-------- Stored data --------
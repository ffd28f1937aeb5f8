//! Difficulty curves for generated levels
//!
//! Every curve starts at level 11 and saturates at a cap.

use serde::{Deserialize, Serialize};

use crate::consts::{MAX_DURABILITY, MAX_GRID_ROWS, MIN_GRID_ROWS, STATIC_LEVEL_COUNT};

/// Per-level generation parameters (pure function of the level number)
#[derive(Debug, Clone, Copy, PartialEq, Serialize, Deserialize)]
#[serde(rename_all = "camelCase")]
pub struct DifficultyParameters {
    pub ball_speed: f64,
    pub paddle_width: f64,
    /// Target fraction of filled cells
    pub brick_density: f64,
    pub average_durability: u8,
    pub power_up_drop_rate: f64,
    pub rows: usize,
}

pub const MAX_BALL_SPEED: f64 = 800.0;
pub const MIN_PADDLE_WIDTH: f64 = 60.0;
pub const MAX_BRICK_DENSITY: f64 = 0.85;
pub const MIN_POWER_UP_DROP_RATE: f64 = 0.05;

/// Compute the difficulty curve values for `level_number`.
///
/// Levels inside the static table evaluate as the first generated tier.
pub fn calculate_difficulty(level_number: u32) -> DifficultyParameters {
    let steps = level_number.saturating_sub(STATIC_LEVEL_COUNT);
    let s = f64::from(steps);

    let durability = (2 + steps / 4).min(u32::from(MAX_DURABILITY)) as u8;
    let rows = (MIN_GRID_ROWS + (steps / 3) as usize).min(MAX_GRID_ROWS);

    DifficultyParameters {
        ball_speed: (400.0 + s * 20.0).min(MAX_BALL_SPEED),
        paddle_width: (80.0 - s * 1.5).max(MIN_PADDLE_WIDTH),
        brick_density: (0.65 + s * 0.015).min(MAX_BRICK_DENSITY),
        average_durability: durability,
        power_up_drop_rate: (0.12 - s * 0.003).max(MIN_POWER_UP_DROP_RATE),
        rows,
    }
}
--------
-------- Stored data --------
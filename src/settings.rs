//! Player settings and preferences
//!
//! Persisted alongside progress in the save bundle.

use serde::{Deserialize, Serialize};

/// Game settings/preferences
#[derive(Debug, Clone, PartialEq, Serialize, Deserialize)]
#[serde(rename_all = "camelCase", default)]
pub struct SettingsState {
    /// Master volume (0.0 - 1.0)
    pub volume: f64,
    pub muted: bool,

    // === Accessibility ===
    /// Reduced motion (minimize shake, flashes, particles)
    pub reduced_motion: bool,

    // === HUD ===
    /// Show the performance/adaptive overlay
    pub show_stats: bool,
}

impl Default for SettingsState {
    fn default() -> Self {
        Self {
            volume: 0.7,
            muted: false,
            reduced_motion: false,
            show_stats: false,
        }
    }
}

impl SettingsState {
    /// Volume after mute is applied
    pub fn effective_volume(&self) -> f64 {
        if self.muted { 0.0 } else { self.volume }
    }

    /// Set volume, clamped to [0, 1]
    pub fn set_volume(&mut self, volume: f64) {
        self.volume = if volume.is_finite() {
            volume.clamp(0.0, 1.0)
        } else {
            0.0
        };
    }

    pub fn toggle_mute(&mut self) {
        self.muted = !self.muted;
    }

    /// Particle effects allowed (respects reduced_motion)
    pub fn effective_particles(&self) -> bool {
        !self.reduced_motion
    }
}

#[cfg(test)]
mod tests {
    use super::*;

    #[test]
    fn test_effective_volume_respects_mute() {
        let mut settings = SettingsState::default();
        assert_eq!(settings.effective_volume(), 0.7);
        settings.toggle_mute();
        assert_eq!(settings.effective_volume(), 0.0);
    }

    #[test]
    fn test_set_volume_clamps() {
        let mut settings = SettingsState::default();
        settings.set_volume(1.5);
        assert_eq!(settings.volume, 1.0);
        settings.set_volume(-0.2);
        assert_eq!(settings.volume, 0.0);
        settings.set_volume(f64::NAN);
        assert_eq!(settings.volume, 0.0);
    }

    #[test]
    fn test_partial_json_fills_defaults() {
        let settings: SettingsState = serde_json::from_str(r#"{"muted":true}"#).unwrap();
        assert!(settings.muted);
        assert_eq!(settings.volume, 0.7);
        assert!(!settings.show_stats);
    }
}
--------
▶ _Task directions_:
Among the lines above, find those that contain the word "derive" and copy them.

▶ _Result for this exercise_:
#[derive(Debug, Clone, Copy, PartialEq, Serialize, Deserialize)]
#[derive(Debug, Clone, PartialEq, Serialize, Deserialize)]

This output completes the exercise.